Thinking Out Faith
Incidental Writings on Books, Ideas, Theology and Culture

Friday, May 04, 2007

Hermeneutical Headaches or, Why Libraries Make Me Dizzy

I love to read. I also find reading excruciating. I'm usually reading a number of books at a time which is nothing unusual, but what might be different about me - and which my wife, Marie, at least finds insane - is that I usually know how many pages I have left to the next chapter and to the end of each book. It's a cliché for avid readers to say they're sad when a good book comes to an end. I do have that experience, but usually I can't wait until I finish a book so I can start another one.

The root source of my impatience (let's call it what it is) arises from the combination of my wanting to read every beautiful, informative, clever, important, in short: every worthwhile book, while, having worked in bookstores for seven years, being pretty well aware of just how many worthwhile books are out there. It's a lot. But this is only the beginning. The main reason libraries (my shorthand for the sum of human knowledge) are prone to having deleterious effects on me is that not only do I want to read so many books, but I want to already have read them.
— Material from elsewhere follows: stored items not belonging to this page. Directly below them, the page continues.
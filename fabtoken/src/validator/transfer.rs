use tessera_core::{PublicParameters, ValidationError};
use tessera_ledger::keys::token_key_for;
use tessera_types::Quantity;

use super::{count_application_data, Context};
use crate::actions::TransferAction;

pub fn transfer_action_validate(
    ctx: &mut Context<'_, TransferAction>,
) -> Result<(), ValidationError> {
    ctx.action.validate()
}

/// Every input exists on the ledger, unspent, exactly as declared.
pub fn transfer_inputs_validate(
    ctx: &mut Context<'_, TransferAction>,
) -> Result<(), ValidationError> {
    for input in &ctx.action.inputs {
        let key = token_key_for(&input.id)
            .map_err(|e| ValidationError::InvalidAction(format!("input {}: {e}", input.id)))?;
        let stored = ctx
            .ledger
            .get_state(ctx.namespace, &key)
            .map_err(|source| ValidationError::Ledger {
                key: key.escape_default().to_string(),
                source,
            })?;
        if stored.is_empty() {
            return Err(ValidationError::UnknownInput(input.id.to_string()));
        }
        let declared = bincode::serialize(&input.input)
            .map_err(|e| ValidationError::MalformedAction(e.to_string()))?;
        if stored != declared {
            return Err(ValidationError::InputMismatch(input.id.to_string()));
        }
    }
    Ok(())
}

/// Every input owner signed the request; so did the issuer on a redeem.
///
/// Records the inputs and their signatures, in input order, for the
/// checks that follow.
pub fn transfer_signature_validate(
    ctx: &mut Context<'_, TransferAction>,
) -> Result<(), ValidationError> {
    let action = ctx.action;
    if action.inputs.is_empty() {
        return Err(ValidationError::NoInputs);
    }
    for input in &action.inputs {
        let owner = input.input.owner.as_ref().ok_or_else(|| {
            ValidationError::InvalidAction(format!("input {} has no owner", input.id))
        })?;
        let verifier = ctx.deserializer.owner_verifier(owner).map_err(|source| {
            ValidationError::VerifierResolution {
                role: "owner",
                identity: owner.to_string(),
                source,
            }
        })?;
        let signature = ctx
            .signature_provider
            .has_been_signed_by(owner, verifier.as_ref())?;
        tracing::trace!(input = %input.id, owner = %owner.unique_id(), "owner signature verified");
        ctx.input_tokens.push(input.input.clone());
        ctx.signatures.push(signature);
    }

    if action.is_redeem() {
        // Any issuer may sign a redeem; the issuer list only gates issuance.
        let issuer = action.issuer.as_ref().ok_or(ValidationError::NoIssuerOnRedeem)?;
        let verifier = ctx.deserializer.issuer_verifier(issuer).map_err(|source| {
            ValidationError::VerifierResolution {
                role: "issuer",
                identity: issuer.to_string(),
                source,
            }
        })?;
        let signature = ctx
            .signature_provider
            .has_been_signed_by(issuer, verifier.as_ref())?;
        ctx.signatures.push(signature);
    }
    Ok(())
}

/// One token type throughout, and the input sum equals the output sum.
pub fn transfer_balance_validate(
    ctx: &mut Context<'_, TransferAction>,
) -> Result<(), ValidationError> {
    let action = ctx.action;
    if action.outputs.is_empty() {
        return Err(ValidationError::NoOutputs);
    }
    let first = ctx.input_tokens.first().ok_or(ValidationError::NoInputs)?;
    let token_type = first.token_type.as_str();
    let precision = ctx.pp.precision();

    let mut input_sum = Quantity::zero(precision)?;
    for input in &ctx.input_tokens {
        if input.token_type != token_type {
            return Err(ValidationError::InputTypeMismatch {
                input: input.token_type.clone(),
                expected: token_type.to_string(),
            });
        }
        input_sum = input_sum.checked_add(&input.quantity(precision)?)?;
    }

    let mut output_sum = Quantity::zero(precision)?;
    for output in &action.outputs {
        if output.token_type != token_type {
            return Err(ValidationError::OutputTypeMismatch {
                output: output.token_type.clone(),
                expected: token_type.to_string(),
            });
        }
        output_sum = output_sum.checked_add(&output.quantity(precision)?)?;
    }

    if input_sum != output_sum {
        return Err(ValidationError::Unbalanced {
            inputs: input_sum.to_decimal(),
            outputs: output_sum.to_decimal(),
        });
    }
    Ok(())
}

pub fn transfer_application_data_validate(
    ctx: &mut Context<'_, TransferAction>,
) -> Result<(), ValidationError> {
    let action = ctx.action;
    count_application_data(ctx, &action.metadata);
    Ok(())
}

#[cfg(test)]
mod tests {
    use super::*;
    use crate::actions::TransferInput;
    use crate::validator::test_support::Harness;
    use tessera_ledger::Ledger;
    use tessera_nullables::{NullSignatureProvider, TestSigner};
    use tessera_types::{Identity, Token, TokenId};

    fn owner(seed: u8) -> Identity {
        TestSigner::from_seed(seed).owner().unwrap()
    }

    fn input(idx: u64, token_type: &str, qty: &str) -> TransferInput {
        TransferInput {
            id: TokenId::new("tx0", idx),
            input: Token::new(Some(owner(1)), token_type, qty),
        }
    }

    fn run_balance(h: &mut Harness, action: &TransferAction) -> Result<(), ValidationError> {
        let mut ctx = h.context(action);
        transfer_signature_validate(&mut ctx)?;
        transfer_balance_validate(&mut ctx)
    }

    #[test]
    fn balanced_transfer_passes() {
        let mut h = Harness::new();
        let action = TransferAction::new(
            vec![input(0, "USD", "60"), input(1, "USD", "0x28")],
            vec![Token::new(Some(owner(2)), "USD", "70"), Token::new(Some(owner(1)), "USD", "30")],
        );
        assert!(run_balance(&mut h, &action).is_ok());
    }

    #[test]
    fn unbalanced_transfer_reports_sums() {
        let mut h = Harness::new();
        let action = TransferAction::new(
            vec![input(0, "USD", "100")],
            vec![Token::new(Some(owner(2)), "USD", "101")],
        );
        match run_balance(&mut h, &action) {
            Err(ValidationError::Unbalanced { inputs, outputs }) => {
                assert_eq!(inputs, "100");
                assert_eq!(outputs, "101");
            }
            other => panic!("unexpected: {other:?}"),
        }
    }

    #[test]
    fn mixed_types_are_rejected() {
        let mut h = Harness::new();
        let action = TransferAction::new(
            vec![input(0, "USD", "10"), input(1, "EUR", "10")],
            vec![Token::new(Some(owner(2)), "USD", "20")],
        );
        assert!(matches!(
            run_balance(&mut h, &action),
            Err(ValidationError::InputTypeMismatch { .. })
        ));

        let action = TransferAction::new(
            vec![input(0, "USD", "10")],
            vec![Token::new(Some(owner(2)), "EUR", "10")],
        );
        assert!(matches!(
            run_balance(&mut h, &action),
            Err(ValidationError::OutputTypeMismatch { .. })
        ));
    }

    #[test]
    fn redeem_requires_issuer() {
        let mut h = Harness::new();
        let action = TransferAction::new(
            vec![input(0, "USD", "10")],
            vec![Token::new(None, "USD", "10")],
        );
        assert!(matches!(
            transfer_signature_validate(&mut h.context(&action)),
            Err(ValidationError::NoIssuerOnRedeem)
        ));

        let issuer = TestSigner::from_seed(9).identity();
        let action = action.with_issuer(issuer.clone());
        let mut ctx = h.context(&action);
        transfer_signature_validate(&mut ctx).unwrap();
        assert_eq!(ctx.signatures.len(), 2);
        drop(ctx);
        assert_eq!(h.provider.requested().last(), Some(&issuer));
    }

    #[test]
    fn redeem_by_unlisted_issuer_is_accepted() {
        let mut h = Harness::new();
        h.pp.add_issuer(TestSigner::from_seed(8).identity());
        let unlisted = TestSigner::from_seed(9).identity();
        let action = TransferAction::new(
            vec![input(0, "USD", "10")],
            vec![Token::new(None, "USD", "10")],
        )
        .with_issuer(unlisted.clone());
        let mut ctx = h.context(&action);
        transfer_signature_validate(&mut ctx).unwrap();
        assert_eq!(ctx.signatures.len(), 2);
        drop(ctx);
        assert_eq!(h.provider.requested().last(), Some(&unlisted));
    }

    #[test]
    fn missing_owner_signature_is_reported() {
        let mut h = Harness::new();
        h.provider = NullSignatureProvider::with_signatures(vec![vec![1]]);
        let action = TransferAction::new(
            vec![input(0, "USD", "10"), input(1, "USD", "10")],
            vec![Token::new(Some(owner(2)), "USD", "20")],
        );
        assert!(matches!(
            transfer_signature_validate(&mut h.context(&action)),
            Err(ValidationError::InsufficientSignatures)
        ));
    }

    #[test]
    fn balance_needs_recorded_inputs() {
        let mut h = Harness::new();
        let action = TransferAction::new(
            vec![input(0, "USD", "10")],
            vec![Token::new(Some(owner(2)), "USD", "10")],
        );
        assert!(matches!(
            transfer_balance_validate(&mut h.context(&action)),
            Err(ValidationError::NoInputs)
        ));
    }

    #[test]
    fn inputs_must_match_the_ledger() {
        let mut h = Harness::new();
        let declared = input(0, "USD", "10");
        let action = TransferAction::new(
            vec![declared.clone()],
            vec![Token::new(Some(owner(2)), "USD", "10")],
        );
        assert!(matches!(
            transfer_inputs_validate(&mut h.context(&action)),
            Err(ValidationError::UnknownInput(_))
        ));

        let key = token_key_for(&declared.id).unwrap();
        let stored = Token::new(Some(owner(1)), "USD", "1");
        h.ledger
            .set_state("ns", &key, &bincode::serialize(&stored).unwrap())
            .unwrap();
        assert!(matches!(
            transfer_inputs_validate(&mut h.context(&action)),
            Err(ValidationError::InputMismatch(_))
        ));

        h.ledger
            .set_state("ns", &key, &bincode::serialize(&declared.input).unwrap())
            .unwrap();
        assert!(transfer_inputs_validate(&mut h.context(&action)).is_ok());
    }

    #[test]
    fn ledger_failure_is_reported() {
        let mut h = Harness::new();
        h.ledger.fail_reads(true).unwrap();
        let action = TransferAction::new(
            vec![input(0, "USD", "10")],
            vec![Token::new(Some(owner(2)), "USD", "10")],
        );
        assert!(matches!(
            transfer_inputs_validate(&mut h.context(&action)),
            Err(ValidationError::Ledger { .. })
        ));
    }

    #[test]
    fn application_data_counts_public_keys_only() {
        let mut h = Harness::new();
        let action = TransferAction::new(vec![input(0, "USD", "1")], vec![])
            .with_metadata(tessera_ledger::Metadata::from([
                ("pub.a".to_string(), vec![1]),
                ("htlc.lk.00".to_string(), vec![1]),
            ]));
        let mut ctx = h.context(&action);
        transfer_application_data_validate(&mut ctx).unwrap();
        assert_eq!(ctx.metadata_counter.len(), 1);
        assert_eq!(ctx.metadata_counter.get("pub.a"), Some(&1));
    }
}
Mark Twain said that "A classic is something that everybody wants to have read and nobody wants to read". I take his meaning to be that people want the cachet of having-read the classics: showing off a degree of education, name-dropping esoteric authors and making highfalutin literary references (I think 'highfalutin' is the language Huck would use - [that was a shameless ploy to show I've actually read Twain]). I may be as guilty of this literary snobbery as the next person but that's not the real reason I want not just to read, but to have-read, well, everything.

The first reason is that what I enjoy even more than reading a book is discussing an already-read book with another. The opportunities for that are few and far between these days though, so that's not really it either. More than anything else, what makes my head spin around stacks of books is the hermeneutical circle involved in making one's way through them. The hermeneutical circle as applied to a particular work is the idea that one understands the work as a whole in terms of its constituent parts, and understands each part in terms of one's understanding of the whole. If we take a book like the Bible for example, we would obviously say that one doesn't understand it until one has read the whole thing. The concept of the hermeneutical circle would add that one can't have a full understanding, even of Genesis, till one has gotten through Revelation. But once we've done that, we have to re-read Genesis in light of our new understanding, which changes our view of everything else, and so on and so forth ad infinitum. Suffice it to say that if we read through a book once, we've only just begun.

If this picture isn't daunting enough, we have to add in all the knowledge outside of the book that is required to read (understand) it more fully.( Notice I didn't say outside the text! [Oh shame on me, another "look-at-how-smart-I-am" reference.]) So let's say I want to read a certain novel I've heard great things about. So I read it. Then I read it a few more times, studying all angles, the beginning in light of the ending and vice versa etc. Then I think, I should read it in the original French. So I learn French and read it again. But the novel is set in the Sixteenth century, so I should read everything I can about that period. But the author wrote it during World War II, so I should read everything I can about that period to understand the author's context. But what if I'm not sure how this whole reading and learning thing works at all? I need to read books on linguistics, hermeneutics, the philosophies of language and interpretation, learn those work's original languages, historical contexts etc. etc. The rabbit hole goes pretty far down.

Tentative Conclusion:

Perhaps if one were able to fully read any one text, one would by definition have read every text; one would be - omniscient.